[Opening RECORD EXTRACTS section]

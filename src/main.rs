use clap::Parser;
use enrollment_sync::config::cli::{CartAction, Command, SearchArgs, SelectAction};
use enrollment_sync::domain::model::{CartItem, QueryParams, ReportStatus};
use enrollment_sync::domain::ports::{ConfigProvider, CredentialSource};
use enrollment_sync::utils::error::{ErrorSeverity, SyncError};
use enrollment_sync::utils::logger;
use enrollment_sync::{
    AppSettings, CliConfig, EnrollmentSession, EnvCredentials, QueryOutcome, StaticCredentials,
};
use std::sync::Arc;

#[tokio::main]
async fn main() -> anyhow::Result<()> {
    let config = CliConfig::parse();

    if config.json_logs {
        logger::init_json_logger(config.verbose);
    } else {
        logger::init_cli_logger(config.verbose);
    }
    tracing::debug!("CLI config: {:?}", config);

    if let Err(e) = run(&config).await {
        tracing::error!(
            "❌ {} (Category: {:?}, Severity: {:?})",
            e,
            e.category(),
            e.severity()
        );
        eprintln!("❌ {}", e.user_friendly_message());
        eprintln!("💡 {}", e.recovery_suggestion());

        let exit_code = match e.severity() {
            ErrorSeverity::Low => 0,
            ErrorSeverity::Medium => 2,
            ErrorSeverity::High => 1,
            ErrorSeverity::Critical => 3,
        };
        if exit_code > 0 {
            std::process::exit(exit_code);
        }
    }

    Ok(())
}

async fn run(config: &CliConfig) -> Result<(), SyncError> {
    let settings = config.resolve_settings()?;

    let credentials: Arc<dyn CredentialSource> = match &config.token {
        Some(token) => Arc::new(StaticCredentials::signed_in(token.clone())),
        None => Arc::new(EnvCredentials::new(settings.token_env())),
    };
    let session = EnrollmentSession::open(settings, credentials)?;

    match &config.command {
        Command::Select { action } => select(&session, action),
        Command::Cart { action } => cart(&session, action),
        Command::Submit => submit(&session).await,
        Command::Search(args) => search(&session, args).await,
    }
}

fn select(session: &EnrollmentSession<AppSettings>, action: &SelectAction) -> Result<(), SyncError> {
    let selection = session.selection();
    match action {
        SelectAction::Add { id } => {
            selection.add(id.clone())?;
            println!("✅ Selected '{}' ({} in selection)", id, selection.len());
        }
        SelectAction::Remove { id } => {
            if selection.remove(id) {
                println!("🗑️  Removed '{}'", id);
            } else {
                println!("'{}' was not selected", id);
            }
        }
        SelectAction::List => {
            if selection.is_empty() {
                println!("Selection is empty");
            }
            for id in selection.ids() {
                println!("- {}", id);
            }
        }
        SelectAction::Clear => {
            selection.clear();
            println!("Selection cleared");
        }
    }
    Ok(())
}

fn cart(session: &EnrollmentSession<AppSettings>, action: &CartAction) -> Result<(), SyncError> {
    let cart = session.cart();
    match action {
        CartAction::Add {
            id,
            title,
            price,
            quantity,
        } => {
            let mut item = CartItem::new(id.clone(), title.clone(), *price);
            item.quantity = *quantity;
            cart.add(item)?;
            println!("✅ Added '{}', cart total {:.2}", id, cart.total());
        }
        CartAction::Remove { id } => {
            cart.remove(id);
            println!("Cart total {:.2}", cart.total());
        }
        CartAction::List => {
            for item in cart.items() {
                println!(
                    "- {} {} × {} = {:.2}",
                    item.id,
                    item.title,
                    item.quantity.unwrap_or(1).max(1),
                    item.line_total()
                );
            }
            println!("Total: {:.2}", cart.total());
        }
        CartAction::Clear => {
            cart.clear();
            println!("Cart cleared");
        }
    }
    Ok(())
}

async fn submit(session: &EnrollmentSession<AppSettings>) -> Result<(), SyncError> {
    let report = session.coordinator().submit().await?;

    for outcome in &report.outcomes {
        match &outcome.error_message {
            None => println!("✅ {}", outcome.id),
            Some(reason) => println!("❌ {}: {}", outcome.id, reason),
        }
    }
    match report.status() {
        ReportStatus::AllSucceeded => {
            println!("Enrolled in {} formation(s)", report.successful_count)
        }
        ReportStatus::PartialFailure => println!(
            "Enrolled in {} formation(s), {} failed; select them again to retry",
            report.successful_count,
            report.failed_entries.len()
        ),
        ReportStatus::TotalFailure => println!("No enrollment went through"),
    }
    Ok(())
}

async fn search(
    session: &EnrollmentSession<AppSettings>,
    args: &SearchArgs,
) -> Result<(), SyncError> {
    let controller = session.query_controller();
    let limit = session.config().page_size();

    let offset = args
        .page
        .saturating_sub(1)
        .checked_mul(limit)
        .ok_or_else(|| SyncError::InvalidConfigValueError {
            field: "page".to_string(),
            value: args.page.to_string(),
            reason: format!("No such page with {} formations per page", limit),
        })?;
    let params = QueryParams {
        limit,
        offset,
        search: args.search.clone(),
        level: args.level.clone(),
        location: args.location.clone(),
    };
    let handle = controller
        .replace_params(params)
        .or_else(|| controller.refetch());

    let Some(handle) = handle else {
        return Ok(());
    };
    if let QueryOutcome::Failed(failure) = handle.outcome().await {
        return Err(failure.into());
    }

    let snapshot = controller.snapshot();
    for formation in &snapshot.items {
        println!(
            "{:>6}  {}  [{}] {} | {:.2} ({} seats)",
            formation.id,
            formation.title,
            formation.level,
            formation.location,
            formation.price,
            formation.seats
        );
    }
    println!(
        "Page {}/{}, {} formation(s)",
        snapshot.pagination.current_page(),
        snapshot.pagination.pages,
        snapshot.pagination.total
    );
    Ok(())
}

[Closing RECORD EXTRACTS section]

#### TASK TO COMPLETE:
Up to and including the line with "use std::sync::Arc;", print every line of the records from the start.

#### ANSWER SPACE:
filename src/main.rs
use clap::Parser;
use enrollment_sync::config::cli::{CartAction, Command, SearchArgs, SelectAction};
use enrollment_sync::domain::model::{CartItem, QueryParams, ReportStatus};
use enrollment_sync::domain::ports::{ConfigProvider, CredentialSource};
use enrollment_sync::utils::error::{ErrorSeverity, SyncError};
use enrollment_sync::utils::logger;
use enrollment_sync::{
    AppSettings, CliConfig, EnrollmentSession, EnvCredentials, QueryOutcome, StaticCredentials,
};
use std::sync::Arc;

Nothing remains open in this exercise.